ACTIVITY: Return exactly the listing's lines, from its first line to the line holding "pub fn publish(&self, state: &RunState)", ends included.

RECORDED DATA:
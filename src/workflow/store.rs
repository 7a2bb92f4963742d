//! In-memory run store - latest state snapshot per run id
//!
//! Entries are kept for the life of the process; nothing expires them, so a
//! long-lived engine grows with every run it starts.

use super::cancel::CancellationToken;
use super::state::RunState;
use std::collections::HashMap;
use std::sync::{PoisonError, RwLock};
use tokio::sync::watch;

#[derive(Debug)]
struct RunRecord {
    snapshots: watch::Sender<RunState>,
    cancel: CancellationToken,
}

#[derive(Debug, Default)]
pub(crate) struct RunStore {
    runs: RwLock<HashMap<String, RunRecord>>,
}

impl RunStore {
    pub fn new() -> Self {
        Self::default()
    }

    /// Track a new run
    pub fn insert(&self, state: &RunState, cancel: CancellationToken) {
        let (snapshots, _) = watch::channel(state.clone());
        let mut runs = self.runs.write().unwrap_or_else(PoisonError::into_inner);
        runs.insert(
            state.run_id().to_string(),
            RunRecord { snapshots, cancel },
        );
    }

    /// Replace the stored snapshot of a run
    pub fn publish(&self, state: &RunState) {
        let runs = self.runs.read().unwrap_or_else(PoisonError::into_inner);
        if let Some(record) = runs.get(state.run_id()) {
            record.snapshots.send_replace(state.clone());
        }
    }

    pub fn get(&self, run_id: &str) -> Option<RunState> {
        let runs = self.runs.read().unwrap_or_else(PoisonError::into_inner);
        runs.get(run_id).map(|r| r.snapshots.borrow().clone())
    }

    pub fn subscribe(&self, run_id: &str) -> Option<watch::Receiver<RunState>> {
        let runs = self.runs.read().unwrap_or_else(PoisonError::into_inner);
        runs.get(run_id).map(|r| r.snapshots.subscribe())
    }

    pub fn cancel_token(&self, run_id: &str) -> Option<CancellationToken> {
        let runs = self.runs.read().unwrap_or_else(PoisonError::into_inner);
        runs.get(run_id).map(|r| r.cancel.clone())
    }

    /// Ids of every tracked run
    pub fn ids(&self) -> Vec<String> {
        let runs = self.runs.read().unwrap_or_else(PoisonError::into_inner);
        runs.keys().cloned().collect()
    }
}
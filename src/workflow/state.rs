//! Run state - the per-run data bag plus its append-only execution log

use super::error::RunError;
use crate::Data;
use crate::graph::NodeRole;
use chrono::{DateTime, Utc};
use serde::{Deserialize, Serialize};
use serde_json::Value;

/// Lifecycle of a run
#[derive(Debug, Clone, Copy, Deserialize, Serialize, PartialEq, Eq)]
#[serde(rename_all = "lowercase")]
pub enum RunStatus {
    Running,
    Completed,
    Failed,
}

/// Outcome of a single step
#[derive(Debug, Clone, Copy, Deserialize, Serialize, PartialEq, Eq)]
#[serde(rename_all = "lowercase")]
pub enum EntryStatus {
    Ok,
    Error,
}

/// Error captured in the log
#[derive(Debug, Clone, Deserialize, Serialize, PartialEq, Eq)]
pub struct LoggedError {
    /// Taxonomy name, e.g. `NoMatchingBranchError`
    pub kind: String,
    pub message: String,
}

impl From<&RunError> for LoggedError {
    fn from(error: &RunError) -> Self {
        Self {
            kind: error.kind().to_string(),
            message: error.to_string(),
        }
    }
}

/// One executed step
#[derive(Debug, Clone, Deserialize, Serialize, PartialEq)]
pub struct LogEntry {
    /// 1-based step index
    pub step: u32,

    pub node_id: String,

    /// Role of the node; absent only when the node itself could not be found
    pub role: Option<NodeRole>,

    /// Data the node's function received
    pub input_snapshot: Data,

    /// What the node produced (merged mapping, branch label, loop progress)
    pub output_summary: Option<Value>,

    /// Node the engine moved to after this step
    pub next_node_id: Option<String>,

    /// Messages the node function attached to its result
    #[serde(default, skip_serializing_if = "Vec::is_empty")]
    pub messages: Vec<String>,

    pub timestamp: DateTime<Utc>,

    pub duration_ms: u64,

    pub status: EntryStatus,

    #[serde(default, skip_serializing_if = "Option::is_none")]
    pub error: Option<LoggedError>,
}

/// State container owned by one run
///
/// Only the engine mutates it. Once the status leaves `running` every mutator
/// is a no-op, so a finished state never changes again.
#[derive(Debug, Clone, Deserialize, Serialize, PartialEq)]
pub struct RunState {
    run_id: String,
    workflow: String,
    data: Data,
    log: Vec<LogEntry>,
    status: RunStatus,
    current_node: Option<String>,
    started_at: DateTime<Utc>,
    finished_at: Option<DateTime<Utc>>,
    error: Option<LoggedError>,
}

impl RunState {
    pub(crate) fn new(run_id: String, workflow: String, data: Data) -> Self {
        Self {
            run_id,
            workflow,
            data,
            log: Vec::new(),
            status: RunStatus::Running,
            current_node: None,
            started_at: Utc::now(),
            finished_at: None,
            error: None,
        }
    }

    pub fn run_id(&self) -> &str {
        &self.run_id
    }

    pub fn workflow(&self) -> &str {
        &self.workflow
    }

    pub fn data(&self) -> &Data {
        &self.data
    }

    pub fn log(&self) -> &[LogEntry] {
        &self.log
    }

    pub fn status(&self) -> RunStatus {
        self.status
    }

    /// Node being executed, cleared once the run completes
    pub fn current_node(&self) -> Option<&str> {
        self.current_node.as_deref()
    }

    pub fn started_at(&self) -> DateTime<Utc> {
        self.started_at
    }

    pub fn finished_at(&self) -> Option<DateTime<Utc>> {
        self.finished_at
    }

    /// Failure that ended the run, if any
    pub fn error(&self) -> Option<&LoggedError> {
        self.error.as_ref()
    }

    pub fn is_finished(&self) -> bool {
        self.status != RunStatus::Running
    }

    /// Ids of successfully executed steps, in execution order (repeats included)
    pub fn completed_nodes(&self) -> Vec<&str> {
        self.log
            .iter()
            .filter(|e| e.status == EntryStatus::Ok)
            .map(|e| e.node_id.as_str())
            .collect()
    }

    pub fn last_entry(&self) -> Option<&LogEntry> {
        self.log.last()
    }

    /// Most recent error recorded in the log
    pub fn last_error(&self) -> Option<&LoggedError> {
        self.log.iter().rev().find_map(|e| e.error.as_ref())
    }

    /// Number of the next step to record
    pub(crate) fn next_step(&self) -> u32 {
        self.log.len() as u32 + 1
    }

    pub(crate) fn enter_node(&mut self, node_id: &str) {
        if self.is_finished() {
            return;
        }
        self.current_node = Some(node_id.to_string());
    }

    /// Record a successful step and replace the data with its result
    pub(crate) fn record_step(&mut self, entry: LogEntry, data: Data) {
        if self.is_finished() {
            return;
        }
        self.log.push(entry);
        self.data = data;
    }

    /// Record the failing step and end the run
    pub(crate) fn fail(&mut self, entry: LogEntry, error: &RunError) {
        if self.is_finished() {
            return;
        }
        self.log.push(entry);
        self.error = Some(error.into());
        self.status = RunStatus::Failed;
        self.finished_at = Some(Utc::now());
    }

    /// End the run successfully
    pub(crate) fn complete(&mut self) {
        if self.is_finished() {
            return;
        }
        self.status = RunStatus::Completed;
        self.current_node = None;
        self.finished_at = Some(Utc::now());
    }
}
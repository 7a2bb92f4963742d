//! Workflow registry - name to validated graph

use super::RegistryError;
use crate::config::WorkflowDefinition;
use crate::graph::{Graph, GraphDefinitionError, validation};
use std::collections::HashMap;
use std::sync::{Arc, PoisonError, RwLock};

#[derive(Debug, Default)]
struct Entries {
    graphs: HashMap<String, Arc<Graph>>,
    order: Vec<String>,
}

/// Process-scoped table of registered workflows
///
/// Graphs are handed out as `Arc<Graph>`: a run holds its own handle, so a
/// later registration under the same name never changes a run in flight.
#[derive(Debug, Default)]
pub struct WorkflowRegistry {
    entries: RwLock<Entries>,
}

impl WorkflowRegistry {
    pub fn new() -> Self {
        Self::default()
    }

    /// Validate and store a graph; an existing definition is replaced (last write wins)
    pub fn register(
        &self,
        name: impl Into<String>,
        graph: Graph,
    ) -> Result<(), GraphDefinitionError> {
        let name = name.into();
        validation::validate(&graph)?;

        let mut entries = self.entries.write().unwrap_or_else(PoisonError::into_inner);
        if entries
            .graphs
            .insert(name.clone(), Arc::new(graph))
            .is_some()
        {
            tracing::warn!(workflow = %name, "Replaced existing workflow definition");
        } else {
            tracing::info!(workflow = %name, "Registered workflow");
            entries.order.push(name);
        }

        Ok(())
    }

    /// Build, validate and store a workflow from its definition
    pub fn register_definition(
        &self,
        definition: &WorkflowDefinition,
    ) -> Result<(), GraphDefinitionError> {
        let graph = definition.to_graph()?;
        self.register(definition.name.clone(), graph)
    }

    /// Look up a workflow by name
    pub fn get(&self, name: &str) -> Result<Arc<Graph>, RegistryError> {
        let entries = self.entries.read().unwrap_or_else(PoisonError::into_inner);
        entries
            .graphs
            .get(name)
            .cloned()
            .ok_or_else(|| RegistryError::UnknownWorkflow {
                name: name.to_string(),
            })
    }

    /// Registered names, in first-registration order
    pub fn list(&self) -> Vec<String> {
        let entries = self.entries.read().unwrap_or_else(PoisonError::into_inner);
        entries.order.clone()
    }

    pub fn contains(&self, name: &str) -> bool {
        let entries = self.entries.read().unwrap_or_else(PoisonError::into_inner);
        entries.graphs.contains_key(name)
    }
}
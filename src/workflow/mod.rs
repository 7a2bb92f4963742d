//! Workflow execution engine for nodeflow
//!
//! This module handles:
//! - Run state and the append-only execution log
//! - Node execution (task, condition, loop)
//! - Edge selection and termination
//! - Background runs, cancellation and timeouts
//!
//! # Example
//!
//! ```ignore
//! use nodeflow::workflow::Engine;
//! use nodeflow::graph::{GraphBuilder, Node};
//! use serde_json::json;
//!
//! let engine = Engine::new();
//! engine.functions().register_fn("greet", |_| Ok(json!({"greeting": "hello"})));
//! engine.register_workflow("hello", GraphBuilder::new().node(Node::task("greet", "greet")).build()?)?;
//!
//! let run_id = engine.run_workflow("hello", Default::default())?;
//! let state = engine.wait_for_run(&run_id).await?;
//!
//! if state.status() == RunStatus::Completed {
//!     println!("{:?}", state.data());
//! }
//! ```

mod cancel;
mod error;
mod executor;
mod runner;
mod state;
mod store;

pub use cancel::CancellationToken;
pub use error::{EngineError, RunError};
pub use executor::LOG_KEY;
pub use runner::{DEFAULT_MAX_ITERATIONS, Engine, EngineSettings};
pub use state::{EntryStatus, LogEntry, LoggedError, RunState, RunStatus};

EXERCISE OUTPUT:
filename src/workflow/store.rs
repository 7a2bb92f4963742d
//! In-memory run store - latest state snapshot per run id
//!
//! Entries are kept for the life of the process; nothing expires them, so a
//! long-lived engine grows with every run it starts.

use super::cancel::CancellationToken;
use super::state::RunState;
use std::collections::HashMap;
use std::sync::{PoisonError, RwLock};
use tokio::sync::watch;

#[derive(Debug)]
struct RunRecord {
    snapshots: watch::Sender<RunState>,
    cancel: CancellationToken,
}

#[derive(Debug, Default)]
pub(crate) struct RunStore {
    runs: RwLock<HashMap<String, RunRecord>>,
}

impl RunStore {
    pub fn new() -> Self {
        Self::default()
    }

    /// Track a new run
    pub fn insert(&self, state: &RunState, cancel: CancellationToken) {
        let (snapshots, _) = watch::channel(state.clone());
        let mut runs = self.runs.write().unwrap_or_else(PoisonError::into_inner);
        runs.insert(
            state.run_id().to_string(),
            RunRecord { snapshots, cancel },
        );
    }

    /// Replace the stored snapshot of a run
    pub fn publish(&self, state: &RunState) {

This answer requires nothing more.